It is a well-known fact that exercise is beneficial for all age groups. Particularly in the aging Baby Boomer population in Canada, it can be a critical step in maintaining independence, a better quality of life and preventing injuries such as falls. While many people in our climate stop exercising outside during the winter months, there are many great outdoor winter activities that can keep you active and enjoying this time of year. One such activity that has exploded in popularity is snowshoeing.
Snowshoeing has come a long way from the wood-and-rawhide days, although this old-style equipment still works and appeals to the traditionalist. Today’s snowshoes are made of lightweight aluminum, with sturdy straps to hold you in place, narrow profiles so you don’t have to walk bow-legged, and cleats on the bottom that grip on the ice and hard-packed snow. The purpose of the snowshoe is to disperse your body weight over a greater area, minimizing the depth that you’ll sink into the snow and making it easier to get around. The modern improvements in design have made this appeal to a wider audience as the shoes are easier to wear, get on and off, and transport. Users soon discover that, depending on the snow conditions, snowshoes can allow you to hike or even run along trails that otherwise would only be used in the warmer months. In the area we live, we have a multitude of these trails to choose from right in our backyard.
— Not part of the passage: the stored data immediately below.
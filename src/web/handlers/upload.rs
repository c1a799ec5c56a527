//! Upload handler for the Web API.

use axum::{
    extract::{
        multipart::{MultipartError, MultipartRejection},
        Multipart, State,
    },
    http::{header, HeaderMap, StatusCode},
    Json,
};
use std::sync::Arc;
use url::Url;

use crate::broadcast::BroadcastEvent;
use crate::web::dto::UploadResponse;
use crate::web::error::ApiError;
use crate::web::handlers::AppState;

/// Multipart field carrying the image.
pub const PHOTO_FIELD: &str = "photo";

/// Route prefix stored images are served under.
pub const UPLOADS_ROUTE: &str = "/uploads";

/// Host used in image URLs when the request carries no usable `Host` header.
pub const DEFAULT_PUBLIC_HOST: &str = "localhost";

/// The `photo` part of an upload, read fully into memory.
#[derive(Debug)]
struct PhotoPart {
    file_name: String,
    content: Vec<u8>,
}

/// POST /upload - Store an image and notify connected viewers.
///
/// Request body: multipart/form-data with a single `photo` file field.
/// The file is fully written before the broadcast, and the response is sent
/// only after the broadcast.
pub async fn upload_image(
    State(state): State<Arc<AppState>>,
    headers: HeaderMap,
    multipart: Result<Multipart, MultipartRejection>,
) -> Result<Json<UploadResponse>, ApiError> {
    let mut multipart = match multipart {
        Ok(multipart) => multipart,
        Err(rejection) if is_multipart_request(&headers) => {
            tracing::debug!("Malformed multipart upload: {}", rejection);
            return Err(ApiError::storage(rejection.body_text()));
        }
        Err(rejection) => {
            tracing::debug!("Upload without multipart body: {}", rejection);
            return Err(ApiError::NoFileUploaded);
        }
    };

    let photo = read_photo(
        &mut multipart,
        state.max_upload_size_bytes(),
        state.max_upload_size_mb,
    )
    .await?
    .ok_or(ApiError::NoFileUploaded)?;

    let file = state.storage.store(&photo.content, &photo.file_name).await?;
    tracing::info!(
        stored_name = %file.stored_name,
        size = file.size,
        "Stored upload {:?}",
        file.original_name
    );

    let url = image_url(request_host(&headers), state.public_port, &file.stored_name)?;
    state.hub.publish(BroadcastEvent::new_image(url.clone())).await;

    Ok(Json(UploadResponse {
        filepath: url.to_string(),
    }))
}

/// Whether the request claims a `multipart/form-data` body, boundary or not.
fn is_multipart_request(headers: &HeaderMap) -> bool {
    headers
        .get(header::CONTENT_TYPE)
        .and_then(|v| v.to_str().ok())
        .and_then(|v| v.split(';').next())
        .map(|mime| mime.trim().eq_ignore_ascii_case("multipart/form-data"))
        .unwrap_or(false)
}

/// Read the first `photo` file field, enforcing `limit` bytes while reading.
///
/// Text fields named `photo` are skipped. Returns `Ok(None)` when the form
/// has no `photo` file.
async fn read_photo(
    multipart: &mut Multipart,
    limit: u64,
    limit_mb: u64,
) -> Result<Option<PhotoPart>, ApiError> {
    while let Some(mut field) = multipart
        .next_field()
        .await
        .map_err(|e| multipart_error(e, limit_mb))?
    {
        if field.name() != Some(PHOTO_FIELD) {
            continue;
        }
        let Some(file_name) = field.file_name().map(str::to_string) else {
            tracing::debug!("Skipping text field named {:?}", PHOTO_FIELD);
            continue;
        };
        let mut content = Vec::new();

        while let Some(chunk) = field
            .chunk()
            .await
            .map_err(|e| multipart_error(e, limit_mb))?
        {
            if (content.len() + chunk.len()) as u64 > limit {
                tracing::debug!("Rejected upload {:?}: over {} bytes", file_name, limit);
                return Err(ApiError::FileTooLarge { limit_mb });
            }
            content.extend_from_slice(&chunk);
        }

        return Ok(Some(PhotoPart { file_name, content }));
    }

    Ok(None)
}

/// Map a multipart read failure; hitting the body length limit counts as an
/// oversized file.
fn multipart_error(err: MultipartError, limit_mb: u64) -> ApiError {
    if err.status() == StatusCode::PAYLOAD_TOO_LARGE {
        ApiError::FileTooLarge { limit_mb }
    } else {
        ApiError::storage(err.body_text())
    }
}

fn request_host(headers: &HeaderMap) -> &str {
    headers
        .get(header::HOST)
        .and_then(|v| v.to_str().ok())
        .map(str::trim)
        .filter(|h| !h.is_empty())
        .unwrap_or(DEFAULT_PUBLIC_HOST)
}

/// Host part of a `Host` header value, without port. `None` if the value is
/// anything more than `host[:port]`.
fn bare_host(raw: &str) -> Option<String> {
    let parsed = Url::parse(&format!("http://{raw}")).ok()?;
    if !parsed.username().is_empty()
        || parsed.password().is_some()
        || parsed.path() != "/"
        || parsed.query().is_some()
        || parsed.fragment().is_some()
    {
        return None;
    }
    parsed.host_str().map(str::to_string)
}

/// Build the public URL of a stored image:
/// `http://<host>:<port>/uploads/<stored_name>`.
pub fn image_url(host: &str, port: u16, stored_name: &str) -> Result<Url, ApiError> {
    let host = bare_host(host).unwrap_or_else(|| DEFAULT_PUBLIC_HOST.to_string());
    let base = Url::parse(&format!("http://{host}:{port}/")).map_err(ApiError::storage)?;
    base.join(&format!(
        "{}/{}",
        UPLOADS_ROUTE.trim_start_matches('/'),
        stored_name
    ))
    .map_err(ApiError::storage)
}

#[cfg(test)]
mod tests {
    use super::*;
    use axum::http::HeaderValue;

    #[test]
    fn test_image_url_basic() {
        let url = image_url("localhost:5000", 5000, "imageFile-1700000000000.png").unwrap();
        assert_eq!(
            url.as_str(),
            "http://localhost:5000/uploads/imageFile-1700000000000.png"
        );
    }

    #[test]
    fn test_image_url_replaces_request_port() {
        let url = image_url("example.com:8080", 5000, "imageFile-1.jpg").unwrap();
        assert_eq!(url.as_str(), "http://example.com:5000/uploads/imageFile-1.jpg");
    }

    #[test]
    fn test_image_url_host_without_port() {
        let url = image_url("photos.local", 5000, "imageFile-1.gif").unwrap();
        assert_eq!(url.as_str(), "http://photos.local:5000/uploads/imageFile-1.gif");
    }

    #[test]
    fn test_image_url_ipv6_host() {
        let url = image_url("[::1]:5000", 5000, "imageFile-1.png").unwrap();
        assert_eq!(url.as_str(), "http://[::1]:5000/uploads/imageFile-1.png");
    }

    #[test]
    fn test_image_url_rejects_smuggled_components() {
        let url = image_url("evil.com/path?q=1", 5000, "imageFile-1.png").unwrap();
        assert_eq!(url.as_str(), "http://localhost:5000/uploads/imageFile-1.png");

        let url = image_url("user@evil.com", 5000, "imageFile-1.png").unwrap();
        assert_eq!(url.as_str(), "http://localhost:5000/uploads/imageFile-1.png");
    }

    #[test]
    fn test_request_host() {
        let mut headers = HeaderMap::new();
        assert_eq!(request_host(&headers), DEFAULT_PUBLIC_HOST);

        headers.insert(header::HOST, HeaderValue::from_static("10.0.0.5:5000"));
        assert_eq!(request_host(&headers), "10.0.0.5:5000");
    }

    #[test]
    fn test_is_multipart_request() {
        let mut headers = HeaderMap::new();
        assert!(!is_multipart_request(&headers));

        headers.insert(header::CONTENT_TYPE, HeaderValue::from_static("application/json"));
        assert!(!is_multipart_request(&headers));

        headers.insert(header::CONTENT_TYPE, HeaderValue::from_static("multipart/form-data"));
        assert!(is_multipart_request(&headers));

        headers.insert(
            header::CONTENT_TYPE,
            HeaderValue::from_static("Multipart/Form-Data; boundary=abc"),
        );
        assert!(is_multipart_request(&headers));
    }

    #[test]
    fn test_bare_host() {
        assert_eq!(bare_host("localhost:5000").as_deref(), Some("localhost"));
        assert_eq!(bare_host("Example.COM").as_deref(), Some("example.com"));
        assert_eq!(bare_host("a b"), None);
    }
}
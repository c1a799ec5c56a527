//! WebSocket module for real-time upload notifications.

pub mod feed;
pub mod messages;

pub use feed::feed_ws_handler;
pub use messages::ServerMessage;
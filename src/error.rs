//! Error types for photocast.

use thiserror::Error;

/// Common error type for photocast.
#[derive(Error, Debug)]
pub enum PhotocastError {
    /// I/O error.
    #[error("I/O error: {0}")]
    Io(#[from] std::io::Error),

    /// Configuration error.
    #[error("configuration error: {0}")]
    Config(String),

    /// Storage could not allocate a fresh filename.
    #[error("storage error: {0}")]
    Storage(String),
}

/// Result type alias for photocast operations.
pub type Result<T> = std::result::Result<T, PhotocastError>;
//! Upload storage for photocast.
//!
//! Uploaded images are written flat into one directory under generated
//! `imageFile-<unix-millis><ext>` names. Nothing is ever deleted.

mod metadata;
mod storage;

pub use metadata::UploadedFile;
pub use storage::{FileStorage, STORED_NAME_PREFIX};
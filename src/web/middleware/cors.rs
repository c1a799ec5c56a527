//! CORS middleware configuration.

use axum::http::header::CONTENT_TYPE;
use axum::http::Method;
use tower_http::cors::{Any, CorsLayer};

/// Methods browsers may use cross-origin.
const ALLOWED_METHODS: [Method; 5] = [
    Method::GET,
    Method::POST,
    Method::PUT,
    Method::DELETE,
    Method::OPTIONS,
];

/// Create the CORS layer: any origin, without credentials, `Content-Type`
/// as the only allowed request header.
pub fn create_cors_layer() -> CorsLayer {
    CorsLayer::new()
        .allow_origin(Any)
        .allow_methods(ALLOWED_METHODS)
        .allow_headers([CONTENT_TYPE])
}
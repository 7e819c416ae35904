use std::fs;
use std::io::{self, Write};
use std::path::PathBuf;
use std::sync::{mpsc, Arc};

use anyhow::Context;
use certwatch_core::{Effect, Msg};
use certwatch_engine::{BlobStore, EngineEvent, EngineHandle, EventSink};
use certwatch_logging::{cw_info, cw_warn};

use super::app::Input;
use super::persistence::save_snapshot;

/// Where the next export lands.
#[derive(Debug, Clone, PartialEq, Eq, Default)]
pub enum ExportTarget {
    #[default]
    Stdout,
    File(PathBuf),
}

pub struct EffectRunner {
    engine: EngineHandle,
    store: Arc<dyn BlobStore>,
    export_target: ExportTarget,
}

impl EffectRunner {
    pub fn new(engine: EngineHandle, store: Arc<dyn BlobStore>) -> Self {
        Self {
            engine,
            store,
            export_target: ExportTarget::default(),
        }
    }

    pub fn export_to(&mut self, target: ExportTarget) {
        self.export_target = target;
    }

    /// Runs every effect and returns the first failure. Checks are issued even
    /// after a failed save: the state already counts them as in flight.
    pub fn run(&self, effects: Vec<Effect>) -> anyhow::Result<()> {
        let mut first_err = None;
        for effect in effects {
            let result = match effect {
                Effect::CheckSite { site_id, url } => {
                    self.engine.check(site_id, url);
                    Ok(())
                }
                Effect::CheckBatch { targets } => {
                    self.engine.check_batch(targets);
                    Ok(())
                }
                Effect::PersistSnapshot(snapshot) => save_snapshot(self.store.as_ref(), &snapshot),
                Effect::ExportText(text) => self.write_export(&text),
            };
            if let Err(err) = result {
                cw_warn!("effect failed: {:#}", err);
                first_err.get_or_insert(err);
            }
        }
        first_err.map_or(Ok(()), Err)
    }

    fn write_export(&self, text: &str) -> anyhow::Result<()> {
        let mut content = text.to_string();
        if !content.is_empty() {
            content.push('\n');
        }
        match &self.export_target {
            ExportTarget::Stdout => {
                let mut stdout = io::stdout().lock();
                stdout.write_all(content.as_bytes())?;
                stdout.flush()?;
            }
            ExportTarget::File(path) => {
                fs::write(path, content)
                    .with_context(|| format!("failed to write export to {}", path.display()))?;
                cw_info!("exported {} urls to {:?}", text.lines().count(), path);
            }
        }
        Ok(())
    }
}

/// Feeds engine results into the application loop as messages.
pub struct MsgEventSink {
    tx: mpsc::Sender<Input>,
}

impl MsgEventSink {
    pub fn new(tx: mpsc::Sender<Input>) -> Self {
        Self { tx }
    }
}

impl EventSink for MsgEventSink {
    fn emit(&self, event: EngineEvent) {
        let msg = match event {
            EngineEvent::CheckCompleted { site_id, outcome } => {
                Msg::CheckCompleted { site_id, outcome }
            }
            EngineEvent::BatchCompleted { outcomes } => Msg::BatchCheckCompleted { outcomes },
        };
        if self.tx.send(Input::Msg(msg)).is_err() {
            cw_warn!("application loop gone; check result dropped");
        }
    }
}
While few studies have been conducted on snowshoeing specifically, those that have show it is a valid means to improve or maintain cardiovascular endurance, and it can be a significantly more strenuous exercise than using a treadmill. There are four types of exercise that, when combined, will give you improved results: 1) Endurance, which raises your heart rate, 2) Strength, which builds muscles, 3) Balance, which reduces your risk for falls, and 4) Flexibility, which keeps the body limber through proper warm-up and stretching. A good snowshoeing excursion covers all four of these exercise types, making it an excellent full-body workout in the winter.
Modern equipment is worth using, but can be pricey, so you might consider looking for a good second-hand pair or renting shoes from a ski shop, which are often found where groomed and marked trails can be used. When you set out, it is important to dress in layers and wear synthetic fibres. You may be surprised at how hot you can get out on a trail, and multiple layers allow you to adapt to the temperature, without absorbing perspiration like a sponge. For the same reason, begin with a pair of warm mitts, but bring along some thin gloves to put on when you heat up. As with any exercise, bring and drink plenty of water. It is a good idea to carry a knapsack with an extra water bottle, some extra socks and a dry shirt, and of course some binoculars or your camera for the nature and wildlife you’ll be exploring close-up. As always, consult your doctor before starting any exercise program, and warm up slowly and stretch the leg, back and arm muscles you’ll be using for the activity.
In general, exercise will help you sleep better, have more energy, and maintain a healthy weight while decreasing aches and pains, giving you an improved sense of wellbeing. These are all benefits that we need year-round, so whether you prefer to snowshoe, ski, snowboard or curl, don’t neglect to give yourself some exercise this winter.